L, in her kindness, may need to write the words—but how badly I need to hear them! The email is a glass of clean water I keep sipping in a dry, polluted zone.
It’s not exactly that I doubt it. I know that only a good son, a good person, would do what I am doing. Or, if referral is the best recommendation, put it this way: I am the sort of son, the sort of person, I would want as my caregiver.
Only—why is it so hard sometimes to feel good? To believe it all the way inside? The answers to that might be as deep and manifold as a life, but here are a few I know.
First is that a day of caregiving is made up of a thousand moments—it is a dense fabric of exchanges lasting from a second to a quarter hour—any hundred of which may be coloured by irritation, resentment, boredom...all the hues of bad feeling. So it comes to seem a hybrid, qualified thing. A quilt which, even if the overall design is good, has too many missed stitches and dull or plain ugly squares, to earn that open-vowelled epithet: good. (I tutor a boy who prints the word as four perfect circles, then adds the up-tail and down-tail at either end, leaving out the g’s curl so as not to jar the symmetry.)
No real relation is so simple as good. Good may suit a given moment, a cursory look. For anything sustained or scrutinized, it is too fondly round.
That is part of it.
But also—often I am just too plain exhausted to feel that I am doing good. Satisfaction with exertion requires a pause, a moment, after the breath is caught, to appreciate the effort expended. First, though, the head must be kept down, tucked inward over the heart to regain the spent strength. Until that happens—and there are days when no pause lets it happen at all—exhaustion takes all the space it needs, which is often all the space there is, leaving no room for anything else.
Exhausted, I am not good, no more than I am bad; I am not even I, quite, since I requires some corner of consciousness not given over to doing.
And—there is more. There is always more when you parse a common word.
It is hard to feel good about any efforts that are part of something producing so much suffering and destruction. I imagine a doctor treating wounds behind the front lines in a war. Can he feel good about the stumps he cauterizes, cleans and dresses—actions without which lost limbs would have been a lost life? (And the soldier screaming Let me die! I don’t want to live without legs!—that, too, forbids good, shoves it out of the room as an obscenity.) The most the frontline medic may feel is that he, or his actions, though they occur in a zone of deep wrong, belong to a stream that comes from, or goes to, a place of good.

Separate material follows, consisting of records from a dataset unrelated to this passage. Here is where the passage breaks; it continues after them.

//! Single-chain MCEM loop
//!
//! Each iteration draws `inner_samples` candidates from the proposal, runs a Metropolis
//! chain over them and records the held vector after every step. The pool's mean and
//! population standard deviation become the next proposal (E-step). The run ends when
//! two consecutive means are within `threshold` in L1 distance, or after `max_iters`.
//!
//! The pseudo-random stream is seeded once per run, so identical inputs produce
//! bit-identical results.

use indicatif::{ProgressBar, ProgressStyle};
use log::{debug, info, warn};
use rand::{rngs::StdRng, Rng, SeedableRng};

use crate::objective::Objective;

use super::{
    config::McemConfig, error::McemError, proposal::Proposal, proposal::SPREAD_FLOOR,
    result::McemResult,
};

/// Initial proposal spread relative to |mean|
const INITIAL_RELATIVE_SPREAD: f64 = 0.2;

/// Monte-Carlo Expectation-Maximization optimizer.
#[derive(Debug, Clone, Default, PartialEq)]
pub struct Mcem {
    config: McemConfig,
}

impl Mcem {
    pub fn new(config: McemConfig) -> Self {
        Self { config }
    }

    pub fn config(&self) -> &McemConfig {
        &self.config
    }

    /// Runs one chain from `initial_guess`.
    ///
    /// # Arguments
    ///
    /// * `objective` - Cost function over the free parameters
    /// * `initial_guess` - Starting proposal mean, in the objective's parameter order
    ///
    /// # Returns
    ///
    /// * `Result<McemResult, McemError>` - The run result
    ///
    /// # Errors
    ///
    /// Returns an error only for precondition violations: an empty or mismatched guess,
    /// non-positive guesses under positive-only sampling, or an invalid configuration.
    /// If the sample pool overflows during the run, the loop stops early and the best
    /// estimate found so far is returned.
    pub fn run<O: Objective>(
        &self,
        objective: &O,
        initial_guess: &[f64],
    ) -> Result<McemResult, McemError> {
        self.run_with_progress(objective, initial_guess, None)
    }

    pub(crate) fn run_with_progress<O: Objective>(
        &self,
        objective: &O,
        initial_guess: &[f64],
        progress: Option<ProgressBar>,
    ) -> Result<McemResult, McemError> {
        let config = &self.config;
        config.validate()?;
        self.check_guess(objective, initial_guess)?;

        if config.threshold > 0.0 && config.threshold < 1e-12 * l1_norm(initial_guess) {
            warn!(
                "Convergence threshold {:e} is far below the parameter scale; the run will likely use all {} iterations",
                config.threshold, config.max_iters
            );
        }

        info!(
            "Starting MCEM: {} parameters, {} iterations x {} samples, seed {}",
            initial_guess.len(),
            config.max_iters,
            config.inner_samples,
            config.seed
        );

        let progress = progress.or_else(|| {
            config
                .show_progress
                .then(|| progress_bar(config.max_iters as u64, "MCEM"))
        });

        let mut rng = StdRng::seed_from_u64(config.seed);

        let mut mean = initial_guess.to_vec();
        let mut spread = mean
            .iter()
            .map(|m| INITIAL_RELATIVE_SPREAD * m.abs())
            .collect::<Vec<_>>();

        let mut best_parameters = initial_guess.to_vec();
        let mut best_cost = f64::INFINITY;
        let mut previous_mean: Option<Vec<f64>> = None;
        let mut cost_history = Vec::with_capacity(config.max_iters);
        let mut converged = false;
        let mut iterations = 0;

        for iteration in 0..config.max_iters {
            let proposal = match Proposal::new(
                &mean,
                &spread,
                config.positive_only,
                config.min_relative_spread,
            ) {
                Ok(proposal) => proposal,
                Err(e) if iteration == 0 => return Err(e),
                Err(e) => {
                    warn!("Stopping after {iterations} iterations: {e}");
                    break;
                }
            };

            let pool = self.sample_pool(objective, &proposal, &mut rng);
            let (next_mean, next_spread) = pool_moments(&pool, mean.len());
            if !all_finite(&next_mean) || !all_finite(&next_spread) {
                warn!(
                    "Iteration {}: sample pool overflowed, stopping with the best estimate so far",
                    iteration + 1
                );
                break;
            }
            (mean, spread) = (next_mean, next_spread);
            iterations = iteration + 1;

            if let Some(previous) = &previous_mean {
                let distance = l1_distance(previous, &mean);
                if distance <= config.threshold {
                    info!("MCEM converged after {iterations} iterations (L1 step {distance:e})");
                    best_parameters = mean.clone();
                    converged = true;
                    cost_history.push(best_cost);
                    break;
                }
            }

            let cost = objective.cost(&mean);
            if cost < best_cost {
                best_cost = cost;
                best_parameters = mean.clone();
            }
            cost_history.push(best_cost);

            debug!("Iteration {iterations}: mean cost {cost:e}, best cost {best_cost:e}");

            if let Some(pb) = &progress {
                pb.set_position(iterations as u64);
                pb.set_message(format!("best cost {best_cost:.3e}"));
            }

            previous_mean = Some(mean.clone());
        }

        if let Some(pb) = &progress {
            pb.finish_with_message(format!("best cost {best_cost:.3e}"));
        }

        info!("MCEM finished: {iterations} iterations, best cost {best_cost:e}, converged {converged}");

        Ok(McemResult {
            best_parameters,
            best_cost,
            spread,
            iterations,
            converged,
            cost_history,
            seed: config.seed,
        })
    }

    /// Metropolis chain over `inner_samples` proposals; returns the held vector of
    /// every step, rejected steps repeating the previous one.
    fn sample_pool<O: Objective, R: Rng>(
        &self,
        objective: &O,
        proposal: &Proposal,
        rng: &mut R,
    ) -> Vec<Vec<f64>> {
        let mut pool = Vec::with_capacity(self.config.inner_samples);
        let mut held: Vec<f64> = Vec::new();
        let mut held_loglik = f64::NEG_INFINITY;

        for sample in 0..self.config.inner_samples {
            let candidate = proposal.sample(rng);
            let loglik = objective.log_likelihood(&candidate);

            let accept = sample == 0 || {
                // Undefined ratios (both likelihoods -inf) reject
                let delta = loglik - held_loglik;
                let ratio = if delta.is_nan() { 0.0 } else { delta.min(0.0).exp() };
                ratio > rng.gen::<f64>()
            };

            if accept {
                held = candidate;
                held_loglik = loglik;
            }

            pool.push(held.clone());
        }

        pool
    }

    fn check_guess<O: Objective>(&self, objective: &O, guess: &[f64]) -> Result<(), McemError> {
        if guess.is_empty() {
            return Err(McemError::EmptyGuess);
        }

        if guess.len() != objective.dimension() {
            return Err(McemError::GuessLengthMismatch {
                expected: objective.dimension(),
                found: guess.len(),
            });
        }

        for (index, value) in guess.iter().copied().enumerate() {
            if !value.is_finite() {
                return Err(McemError::NonFiniteGuess(index));
            }
            if self.config.positive_only && value <= 0.0 {
                return Err(McemError::NonPositiveGuess { index, value });
            }
        }

        Ok(())
    }
}

/// Elementwise mean and population standard deviation of the pool.
fn pool_moments(pool: &[Vec<f64>], dimension: usize) -> (Vec<f64>, Vec<f64>) {
    let n = pool.len() as f64;

    let mean = (0..dimension)
        .map(|j| pool.iter().map(|x| x[j]).sum::<f64>() / n)
        .collect::<Vec<_>>();

    let spread = (0..dimension)
        .map(|j| {
            let var = pool.iter().map(|x| (x[j] - mean[j]).powi(2)).sum::<f64>() / n;
            var.sqrt().max(SPREAD_FLOOR)
        })
        .collect();

    (mean, spread)
}

fn all_finite(values: &[f64]) -> bool {
    values.iter().all(|v| v.is_finite())
}

fn l1_distance(a: &[f64], b: &[f64]) -> f64 {
    a.iter().zip(b).map(|(x, y)| (x - y).abs()).sum()
}

fn l1_norm(a: &[f64]) -> f64 {
    a.iter().map(|x| x.abs()).sum()
}

pub(crate) fn progress_bar(len: u64, label: &str) -> ProgressBar {
    let pb = ProgressBar::new(len);
    let style = ProgressStyle::default_bar()
        .template(&format!(
            "{label}: {{spinner:.green}} [{{bar:40.cyan/blue}}] {{pos}}/{{len}} | {{elapsed}}/{{eta}} | {{msg}}"
        ))
        .map(|s| s.progress_chars("█▉▊▋▌▍▎▏ "))
        .unwrap_or_else(|_| ProgressStyle::default_bar());
    pb.set_style(style);
    pb
}
//! Metabolic MCEM Library
//!
//! This library estimates rate-law parameters of metabolic pathway ODE models from
//! time-series observations using a Monte-Carlo Expectation-Maximization search:
//! - Typed, closed parameter sets for the glycolysis and TCA cycle networks
//! - Kinetic rate laws and pathway simulators
//! - Stiff and explicit ODE integration onto observation grids
//! - Residual-based cost functions with failure penalties
//! - The MCEM optimizer with reproducible seeding and multi-chain fan-out
//! - A pathway-level estimation driver and JSON IO

#![warn(unused_imports)]

/// Commonly used types and functionality re-exported for convenience
pub mod prelude {
    pub use crate::estimation::*;
    pub use crate::io::*;
    pub use crate::kinetics::*;
    pub use crate::mcem::*;
    pub use crate::objective::*;
    pub use crate::parameters::*;
    pub use crate::simulation::*;
}

/// Procedural and helper macros
pub mod macros {
    /// Generator for closed parameter enumerations
    #[macro_use]
    pub mod parameter_macro;
}

/// Typed parameter keys, parameter sets and free/fixed partitions
pub mod parameters {
    pub use crate::parameters::error::*;
    pub use crate::parameters::glycolysis::*;
    pub use crate::parameters::key::*;
    pub use crate::parameters::partition::*;
    pub use crate::parameters::set::*;
    pub use crate::parameters::tca::*;

    pub mod error;
    pub mod glycolysis;
    pub mod key;
    pub mod partition;
    pub mod set;
    pub mod tca;
}

/// Kinetic rate laws and per-enzyme velocities
pub mod kinetics {
    pub use crate::kinetics::glycolysis::*;
    pub use crate::kinetics::laws::*;
    pub use crate::kinetics::tca::*;

    /// Cofactor pools and enzyme velocities of the glycolysis network
    pub mod glycolysis;
    /// Generic saturation, reversibility and regulation terms
    pub mod laws;
    /// Cofactor pools and enzyme velocities of the TCA cycle
    pub mod tca;
}

/// Pathway simulators and ODE integration
pub mod simulation {
    pub use crate::simulation::error::*;
    pub use crate::simulation::explicit::*;
    pub use crate::simulation::glycolysis::*;
    pub use crate::simulation::integrator::*;
    pub use crate::simulation::pathway::*;
    pub use crate::simulation::setup::*;
    pub use crate::simulation::stiff::*;
    pub use crate::simulation::tca::*;
    pub use crate::simulation::trajectory::*;
    pub use peroxide::fuga::{ODEIntegrator, ODEProblem, GL4, RK4, RK5, RKF45};

    /// Error types for integration failures
    pub mod error;
    /// Fixed-step peroxide solvers resampled onto observation grids
    pub mod explicit;
    /// Glycolysis pathway simulator
    pub mod glycolysis;
    /// Integrator collaborator contract
    pub mod integrator;
    /// Interpolation functionality
    pub mod interpolation;
    /// Shared pathway simulator contract
    pub mod pathway;
    /// Solver configuration
    pub mod setup;
    /// Rosenbrock stiff solver
    pub mod stiff;
    /// TCA cycle pathway simulator
    pub mod tca;
    /// Simulated time courses
    pub mod trajectory;
}

/// Observations, the trajectory evaluator and fit metrics
pub mod objective {
    pub use crate::objective::error::*;
    pub use crate::objective::evaluator::*;
    pub use crate::objective::objfun::*;
    pub use crate::objective::observation::*;

    pub mod error;
    pub mod evaluator;
    pub mod metrics;
    pub mod objfun;
    pub mod observation;
}

/// Monte-Carlo Expectation-Maximization optimizer
pub mod mcem {
    pub use crate::mcem::chains::*;
    pub use crate::mcem::config::*;
    pub use crate::mcem::error::*;
    pub use crate::mcem::optimizer::*;
    pub use crate::mcem::result::*;

    /// Independent multi-chain execution and reduction
    pub mod chains;
    /// Run configuration and mode presets
    pub mod config;
    pub mod error;
    /// Single-chain EM loop
    pub mod optimizer;
    /// Proposal distribution sampling
    pub(crate) mod proposal;
    pub mod result;
}

/// Pathway-level estimation driver and reports
pub mod estimation;

/// IO functionality
pub mod io;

At a given moment, he may be flailing, cursing the debris-choked water, fighting its turbid shifting currents, choking, even drowning—but he is in the right stream.

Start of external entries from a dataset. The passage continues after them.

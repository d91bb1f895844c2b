use call_intake::document;
use call_intake::error::AppError;
use call_intake::storage::StoreError;
use call_intake::submission::Submission;
use chrono::Utc;
use clap::Args;
use std::fs::File;
use std::io::BufWriter;
use std::path::{Path, PathBuf};

#[derive(Args, Debug)]
pub(crate) struct RenderArgs {
    /// Archived submission JSON (`<request id>.json`)
    #[arg(long)]
    pub(crate) input: PathBuf,
    /// Destination of the rendered PDF
    #[arg(long)]
    pub(crate) output: PathBuf,
}

pub(crate) fn run_render(args: RenderArgs) -> Result<(), AppError> {
    render_file(&args.input, &args.output)?;
    println!("Rendered {} -> {}", args.input.display(), args.output.display());
    Ok(())
}

/// Uses the same tolerant reading as the export route.
pub(crate) fn render_file(input: &Path, output: &Path) -> Result<(), AppError> {
    let bytes = std::fs::read(input)?;
    let raw: serde_json::Value = serde_json::from_slice(&bytes).map_err(StoreError::from)?;
    let submission = Submission::from_archive(&raw);

    let sink = BufWriter::new(File::create(output)?);
    document::render(&submission, Utc::now(), sink)?;
    Ok(())
}
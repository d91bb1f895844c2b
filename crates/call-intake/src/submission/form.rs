use serde_json::{Map, Value};

/// Failure to turn a form-urlencoded body into a nested object.
#[derive(Debug, Clone, PartialEq, Eq, thiserror::Error)]
pub enum FormDecodeError {
    #[error("form key '{key}' is used both as a value and as a nested object")]
    Conflict { key: String },
}

/// Decodes `a[b][c]=v` style pairs into nested JSON objects.
///
/// Repeated scalar keys collect into an array. Every leaf is a string.
pub fn decode(body: &[u8]) -> Result<Map<String, Value>, FormDecodeError> {
    let mut root = Map::new();
    for (key, value) in url::form_urlencoded::parse(body) {
        if key.is_empty() {
            continue;
        }
        let path = split_key(&key);
        insert(&mut root, &path, Value::String(value.into_owned()), &key)?;
    }
    Ok(root)
}

/// `fields[name][value]` → `["fields", "name", "value"]`. Keys with
/// unbalanced brackets are kept whole.
fn split_key(key: &str) -> Vec<&str> {
    let Some(open) = key.find('[') else {
        return vec![key];
    };
    if open == 0 {
        return vec![key];
    }

    let mut segments = vec![&key[..open]];
    let mut rest = &key[open..];
    while let Some(stripped) = rest.strip_prefix('[') {
        let Some(close) = stripped.find(']') else {
            return vec![key];
        };
        segments.push(&stripped[..close]);
        rest = &stripped[close + 1..];
    }

    if rest.is_empty() {
        segments
    } else {
        vec![key]
    }
}

fn insert(
    target: &mut Map<String, Value>,
    path: &[&str],
    value: Value,
    full_key: &str,
) -> Result<(), FormDecodeError> {
    let conflict = || FormDecodeError::Conflict {
        key: full_key.to_string(),
    };

    match path {
        [] => Ok(()),
        [leaf] => {
            match target.get_mut(*leaf) {
                None => {
                    target.insert((*leaf).to_string(), value);
                }
                Some(Value::Array(items)) => items.push(value),
                Some(existing @ Value::String(_)) => {
                    let first = existing.take();
                    *existing = Value::Array(vec![first, value]);
                }
                Some(_) => return Err(conflict()),
            }
            Ok(())
        }
        [head, tail @ ..] => {
            let entry = target
                .entry((*head).to_string())
                .or_insert_with(|| Value::Object(Map::new()));
            match entry {
                Value::Object(nested) => insert(nested, tail, value, full_key),
                _ => Err(conflict()),
            }
        }
    }
}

How can you pin a gold star on flailing in the right stream?
Because sometimes you just have to. Sometimes nothing helps but the simplest, most unmistakable murmurs of our earliest rewards.
Good person. Good son.
Good. The first, best prize. The relic in the deepest cave of self, wrested in how many pitched battles from the dragon hoard of bad.
The round bright pebbles, bathed by a crystal stream.